Pull every line that includes the word "Copy" from the data.

**** PROVIDED MATERIAL ****

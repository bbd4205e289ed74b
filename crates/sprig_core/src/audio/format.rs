//! Sound file formats and header probing
//!
//! Only the headers are read: enough to know the PCM layout and the length
//! of the sample data, from which the playback duration follows.

use std::path::Path;

use serde::{Deserialize, Serialize};

use super::error::AudioError;

/// Container format, chosen by file extension
#[derive(Clone, Copy, Debug, PartialEq, Eq, Hash)]
pub enum SoundFormat {
    /// RIFF/WAVE
    Wav,
    /// Sun/NeXT `.au`
    Au,
    /// Headerless PCM with a configured layout
    Raw,
}

impl SoundFormat {
    /// Pick the format from the path's extension (case-insensitive)
    pub fn from_path(path: &Path) -> Result<Self, AudioError> {
        let ext = path
            .extension()
            .and_then(|e| e.to_str())
            .map(|e| e.to_ascii_lowercase())
            .unwrap_or_default();
        match ext.as_str() {
            "wav" | "wave" => Ok(SoundFormat::Wav),
            "au" | "snd" => Ok(SoundFormat::Au),
            "raw" | "pcm" => Ok(SoundFormat::Raw),
            _ => Err(AudioError::UnsupportedFormat(path.display().to_string())),
        }
    }
}

/// Layout of PCM sample data
#[derive(Clone, Copy, Debug, PartialEq, Eq, Serialize, Deserialize)]
pub struct PcmFormat {
    pub sample_rate: u32,
    pub channels: u16,
    pub bits_per_sample: u16,
}

impl Default for PcmFormat {
    fn default() -> Self {
        Self {
            sample_rate: 44_100,
            channels: 2,
            bits_per_sample: 16,
        }
    }
}

impl PcmFormat {
    pub fn bytes_per_second(&self) -> u64 {
        self.sample_rate as u64 * self.channels as u64 * (self.bits_per_sample as u64 / 8).max(1)
    }
}

/// What a header says about a sound
#[derive(Clone, Copy, Debug, PartialEq)]
pub struct SoundInfo {
    pub pcm: PcmFormat,
    /// Length of the sample data in bytes
    pub data_len: u64,
}

impl SoundInfo {
    /// Playback length in seconds at normal pitch
    pub fn duration(&self) -> f32 {
        let rate = self.pcm.bytes_per_second();
        if rate == 0 {
            return 0.0;
        }
        self.data_len as f32 / rate as f32
    }
}

/// Parse the header of `bytes` as `format`. `raw` describes headerless data.
pub fn probe(bytes: &[u8], format: SoundFormat, raw: PcmFormat) -> Result<SoundInfo, AudioError> {
    match format {
        SoundFormat::Wav => probe_wav(bytes),
        SoundFormat::Au => probe_au(bytes),
        SoundFormat::Raw => Ok(SoundInfo {
            pcm: raw,
            data_len: bytes.len() as u64,
        }),
    }
}

fn read_u16_le(bytes: &[u8], at: usize) -> Option<u16> {
    Some(u16::from_le_bytes(bytes.get(at..at + 2)?.try_into().ok()?))
}

fn read_u32_le(bytes: &[u8], at: usize) -> Option<u32> {
    Some(u32::from_le_bytes(bytes.get(at..at + 4)?.try_into().ok()?))
}

fn read_u32_be(bytes: &[u8], at: usize) -> Option<u32> {
    Some(u32::from_be_bytes(bytes.get(at..at + 4)?.try_into().ok()?))
}

fn probe_wav(bytes: &[u8]) -> Result<SoundInfo, AudioError> {
    let malformed = |msg: &str| AudioError::MalformedHeader(format!("wav: {}", msg));
    if bytes.get(0..4) != Some(b"RIFF") || bytes.get(8..12) != Some(b"WAVE") {
        return Err(malformed("missing RIFF/WAVE signature"));
    }

    let mut pcm = None;
    let mut offset = 12;
    while let Some(size) = read_u32_le(bytes, offset + 4) {
        let id = &bytes[offset..offset + 4];
        let body = offset + 8;
        match id {
            b"fmt " => {
                let channels = read_u16_le(bytes, body + 2).ok_or_else(|| malformed("short fmt chunk"))?;
                let sample_rate = read_u32_le(bytes, body + 4).ok_or_else(|| malformed("short fmt chunk"))?;
                let bits_per_sample = read_u16_le(bytes, body + 14).ok_or_else(|| malformed("short fmt chunk"))?;
                pcm = Some(PcmFormat { sample_rate, channels, bits_per_sample });
            }
            b"data" => {
                let pcm = pcm.ok_or_else(|| malformed("data chunk before fmt chunk"))?;
                let available = bytes.len().saturating_sub(body) as u64;
                return Ok(SoundInfo { pcm, data_len: (size as u64).min(available) });
            }
            _ => {}
        }
        // Chunks are padded to an even size
        offset = body + size as usize + (size as usize & 1);
    }
    Err(malformed("no data chunk"))
}

fn probe_au(bytes: &[u8]) -> Result<SoundInfo, AudioError> {
    let malformed = |msg: &str| AudioError::MalformedHeader(format!("au: {}", msg));
    if bytes.get(0..4) != Some(b".snd") {
        return Err(malformed("missing .snd signature"));
    }
    let header = |at| read_u32_be(bytes, at).ok_or_else(|| malformed("truncated header"));
    let data_offset = header(4)? as usize;
    let data_size = header(8)?;
    let encoding = header(12)?;
    let sample_rate = header(16)?;
    let channels = header(20)?;

    let bits_per_sample = match encoding {
        1 | 2 => 8,
        3 => 16,
        4 => 24,
        5 => 32,
        other => return Err(malformed(&format!("unsupported encoding {}", other))),
    };
    let available = bytes.len().saturating_sub(data_offset) as u64;
    let data_len = if data_size == u32::MAX {
        available
    } else {
        (data_size as u64).min(available)
    };
    Ok(SoundInfo {
        pcm: PcmFormat {
            sample_rate,
            channels: channels as u16,
            bits_per_sample,
        },
        data_len,
    })
}
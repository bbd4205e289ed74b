//! World: arena owning every node and scene
//!
//! All structural edits (parenting, scene membership, component attachment)
//! and transform edits go through the World so it can invalidate the cached
//! values of exactly the nodes they affect.

use std::cell::Cell;
use std::ops::{Deref, DerefMut};
use std::rc::{Rc, Weak};

use log::{debug, trace, warn};
use slotmap::SlotMap;
use sprig_math::{Quat, Vec3};

use crate::audio::AudioSource;
use crate::bounding::BoundsType;
use crate::components::{Camera, Light, Model, ParticleEmitter};
use crate::error::SceneError;
use crate::node::{id_matches, DirtyBits, Node, NodeKind, NodeRef};
use crate::scene::Scene;
use crate::transform::{Transform, TransformListener};

slotmap::new_key_type! {
    /// Key to a node in a [`World`]
    pub struct NodeKey;
    /// Key to a scene in a [`World`]
    pub struct SceneKey;
}

/// Counters of cached values that had to be recomputed
#[derive(Clone, Copy, Debug, Default, PartialEq, Eq)]
pub struct CacheStats {
    /// World matrix recomputations
    pub world_matrices: u64,
    /// View, projection and other camera-dependent recomputations
    pub camera_matrices: u64,
    /// Bounding volume recomputations
    pub bounds: u64,
}

/// Container for all nodes and scenes
pub struct World {
    pub(crate) nodes: SlotMap<NodeKey, Node>,
    pub(crate) scenes: SlotMap<SceneKey, Scene>,
    default_bounds_type: BoundsType,
    /// Bumped on every world-placement change anywhere in the world
    transform_revision: Cell<u64>,
    stats: Cell<CacheStats>,
}

impl Default for World {
    fn default() -> Self {
        Self::new()
    }
}
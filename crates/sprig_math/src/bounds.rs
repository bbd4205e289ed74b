//! Axis-aligned bounding boxes and bounding spheres
//!
//! Both volumes treat a zero-sized value at the origin as "empty"; an empty
//! volume transforms to an empty volume and merging with it is a no-op.

use serde::{Serialize, Deserialize};
use crate::mat4::{self, Mat4};
use crate::Vec3;

/// Axis-aligned bounding box
#[derive(Clone, Copy, Debug, Default, PartialEq, Serialize, Deserialize)]
pub struct BoundingBox {
    pub min: Vec3,
    pub max: Vec3,
}

impl BoundingBox {
    /// The empty box
    pub const EMPTY: Self = Self { min: Vec3::ZERO, max: Vec3::ZERO };

    pub fn new(min: Vec3, max: Vec3) -> Self {
        Self { min, max }
    }

    /// Box spanning `center ± half_extents`
    pub fn from_center_half_extents(center: Vec3, half_extents: Vec3) -> Self {
        Self::new(center - half_extents, center + half_extents)
    }

    /// Only [`EMPTY`](Self::EMPTY) is empty; a zero-sized box elsewhere is a point.
    #[inline]
    pub fn is_empty(&self) -> bool {
        *self == Self::EMPTY
    }

    pub fn center(&self) -> Vec3 {
        (self.min + self.max) * 0.5
    }

    /// The eight corners
    pub fn corners(&self) -> [Vec3; 8] {
        let (a, b) = (self.min, self.max);
        [
            Vec3::new(a.x, a.y, a.z),
            Vec3::new(b.x, a.y, a.z),
            Vec3::new(a.x, b.y, a.z),
            Vec3::new(b.x, b.y, a.z),
            Vec3::new(a.x, a.y, b.z),
            Vec3::new(b.x, a.y, b.z),
            Vec3::new(a.x, b.y, b.z),
            Vec3::new(b.x, b.y, b.z),
        ]
    }

    /// Transform by an affine matrix, re-fitting an axis-aligned box around
    /// the transformed corners.
    pub fn transformed(&self, m: Mat4) -> Self {
        if self.is_empty() {
            return Self::EMPTY;
        }
        let corners = self.corners();
        let first = mat4::transform_point(m, corners[0]);
        let (min, max) = corners[1..].iter().fold((first, first), |(min, max), &c| {
            let p = mat4::transform_point(m, c);
            (min.min_components(p), max.max_components(p))
        });
        Self { min, max }
    }

    /// Smallest box containing both boxes
    pub fn merge(&self, other: &Self) -> Self {
        if self.is_empty() {
            return *other;
        }
        if other.is_empty() {
            return *self;
        }
        Self {
            min: self.min.min_components(other.min),
            max: self.max.max_components(other.max),
        }
    }

    pub fn contains_point(&self, p: Vec3) -> bool {
        p.x >= self.min.x && p.x <= self.max.x
            && p.y >= self.min.y && p.y <= self.max.y
            && p.z >= self.min.z && p.z <= self.max.z
    }

    pub fn intersects(&self, other: &Self) -> bool {
        self.min.x <= other.max.x && self.max.x >= other.min.x
            && self.min.y <= other.max.y && self.max.y >= other.min.y
            && self.min.z <= other.max.z && self.max.z >= other.min.z
    }
}

/// Bounding sphere
#[derive(Clone, Copy, Debug, Default, PartialEq, Serialize, Deserialize)]
pub struct BoundingSphere {
    pub center: Vec3,
    pub radius: f32,
}

impl BoundingSphere {
    /// The empty sphere
    pub const EMPTY: Self = Self { center: Vec3::ZERO, radius: 0.0 };

    pub fn new(center: Vec3, radius: f32) -> Self {
        Self { center, radius }
    }

    /// Sphere enclosing a box
    pub fn from_box(b: &BoundingBox) -> Self {
        if b.is_empty() {
            return Self::EMPTY;
        }
        let center = b.center();
        Self { center, radius: center.distance(b.max) }
    }

    #[inline]
    pub fn is_empty(&self) -> bool {
        self.radius == 0.0 && self.center == Vec3::ZERO
    }

    /// Transform by an affine matrix. Non-uniform scale grows the radius by
    /// the largest axis scale, so the result stays conservative.
    pub fn transformed(&self, m: Mat4) -> Self {
        if self.is_empty() {
            return Self::EMPTY;
        }
        Self {
            center: mat4::transform_point(m, self.center),
            radius: self.radius * mat4::max_scale(m),
        }
    }

    /// Smallest sphere containing both spheres
    pub fn merge(&self, other: &Self) -> Self {
        if self.is_empty() {
            return *other;
        }
        if other.is_empty() {
            return *self;
        }
        let offset = other.center - self.center;
        let distance = offset.length();
        if distance + other.radius <= self.radius {
            return *self;
        }
        if distance + self.radius <= other.radius {
            return *other;
        }
        let radius = (distance + self.radius + other.radius) * 0.5;
        let center = self.center + offset * ((radius - self.radius) / distance);
        Self { center, radius }
    }

    pub fn contains_point(&self, p: Vec3) -> bool {
        self.center.distance(p) <= self.radius
    }

    pub fn intersects(&self, other: &Self) -> bool {
        self.center.distance(other.center) <= self.radius + other.radius
    }
}

#[cfg(test)]
mod tests {
    use super::*;
    use crate::Quat;

    const EPSILON: f32 = 0.0001;

    fn vec_approx_eq(a: Vec3, b: Vec3) -> bool {
        (a.x - b.x).abs() < EPSILON && (a.y - b.y).abs() < EPSILON && (a.z - b.z).abs() < EPSILON
    }

    #[test]
    fn test_empty_box_stays_empty() {
        let m = mat4::from_translation(Vec3::new(5.0, 0.0, 0.0));
        assert!(BoundingBox::EMPTY.transformed(m).is_empty());
    }

    #[test]
    fn test_point_box_is_not_empty() {
        let point = BoundingBox::new(Vec3::new(1.0, 2.0, 3.0), Vec3::new(1.0, 2.0, 3.0));
        assert!(!point.is_empty());

        let t = point.transformed(mat4::from_translation(Vec3::new(10.0, 0.0, 0.0)));
        assert!(vec_approx_eq(t.min, Vec3::new(11.0, 2.0, 3.0)));
        assert!(vec_approx_eq(t.max, Vec3::new(11.0, 2.0, 3.0)));

        let s = BoundingSphere::from_box(&point);
        assert!(!s.is_empty());
        assert!(vec_approx_eq(s.center, Vec3::new(1.0, 2.0, 3.0)));
        assert_eq!(s.radius, 0.0);
    }

    #[test]
    fn test_box_translated() {
        let b = BoundingBox::new(Vec3::splat(-1.0), Vec3::ONE);
        let t = b.transformed(mat4::from_translation(Vec3::new(5.0, 0.0, 0.0)));
        assert!(vec_approx_eq(t.min, Vec3::new(4.0, -1.0, -1.0)));
        assert!(vec_approx_eq(t.max, Vec3::new(6.0, 1.0, 1.0)));
    }

    #[test]
    fn test_box_rotated_refits() {
        let b = BoundingBox::new(Vec3::new(0.0, 0.0, 0.0), Vec3::new(2.0, 1.0, 1.0));
        let m = mat4::from_rotation(Quat::from_axis_angle(Vec3::Z, std::f32::consts::FRAC_PI_2));
        let t = b.transformed(m);
        assert!(vec_approx_eq(t.min, Vec3::new(-1.0, 0.0, 0.0)), "got {:?}", t.min);
        assert!(vec_approx_eq(t.max, Vec3::new(0.0, 2.0, 1.0)), "got {:?}", t.max);
    }

    #[test]
    fn test_box_merge_with_empty() {
        let b = BoundingBox::new(Vec3::ZERO, Vec3::ONE);
        assert_eq!(b.merge(&BoundingBox::EMPTY), b);
        assert_eq!(BoundingBox::EMPTY.merge(&b), b);
    }

    #[test]
    fn test_sphere_from_box() {
        let b = BoundingBox::new(Vec3::splat(-1.0), Vec3::ONE);
        let s = BoundingSphere::from_box(&b);
        assert!(vec_approx_eq(s.center, Vec3::ZERO));
        assert!((s.radius - 3.0f32.sqrt()).abs() < EPSILON);
    }

    #[test]
    fn test_sphere_transformed_scales_radius() {
        let s = BoundingSphere::new(Vec3::X, 1.0);
        let m = mat4::mul(
            mat4::from_translation(Vec3::new(0.0, 3.0, 0.0)),
            mat4::from_scale(Vec3::new(2.0, 1.0, 1.0)),
        );
        let t = s.transformed(m);
        assert!(vec_approx_eq(t.center, Vec3::new(2.0, 3.0, 0.0)));
        assert!((t.radius - 2.0).abs() < EPSILON);
    }

    #[test]
    fn test_sphere_merge_contains_both() {
        let a = BoundingSphere::new(Vec3::ZERO, 1.0);
        let b = BoundingSphere::new(Vec3::new(4.0, 0.0, 0.0), 1.0);
        let m = a.merge(&b);
        assert!(vec_approx_eq(m.center, Vec3::new(2.0, 0.0, 0.0)));
        assert!((m.radius - 3.0).abs() < EPSILON);
    }
}
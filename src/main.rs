use anyhow::{Context, Result};
use clap::Parser;
use log::info;

use linecmp::{build_options, compare_files, Args};

fn main() -> Result<()> {
    env_logger::Builder::from_env(env_logger::Env::default().default_filter_or("info")).init();

    let args = Args::parse();
    let opts = build_options(&args);

    let result = compare_files(&args.file1, &args.file2, &opts)
        .context("An error occurred during file comparison")?;

    if result.equal {
        info!("Files are identical.");
    } else {
        info!("Differences found between files:");
        for entry in &result.diffs {
            info!("{entry}");
        }
        info!("Files are different.");
    }

    Ok(())
}
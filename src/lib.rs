//
// lib.rs
// linecmp
//
// Library entry that re-exports modules so the binary and tests can access CLI parsing, line loading, and comparison logic.
//
// Public crate interface: re-export modules used by the binary and tests.
pub mod cli;
pub mod compare;
pub mod error;
pub mod loader;

pub use cli::{build_options, Args, Options};
pub use compare::{compare_files, compare_lines, Comparison, DiffEntry};
pub use error::LoadError;
pub use loader::load_lines;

****

■ SOLUTION BELOW:
#[derive(Clone, Copy, Debug, PartialEq, Eq, Hash)]
#[derive(Clone, Copy, Debug, PartialEq, Eq, Serialize, Deserialize)]
#[derive(Clone, Copy, Debug, PartialEq)]
#[derive(Clone, Copy, Debug, Default, PartialEq, Eq)]
#[derive(Clone, Copy, Debug, Default, PartialEq, Serialize, Deserialize)]
#[derive(Clone, Copy, Debug, Default, PartialEq, Serialize, Deserialize)]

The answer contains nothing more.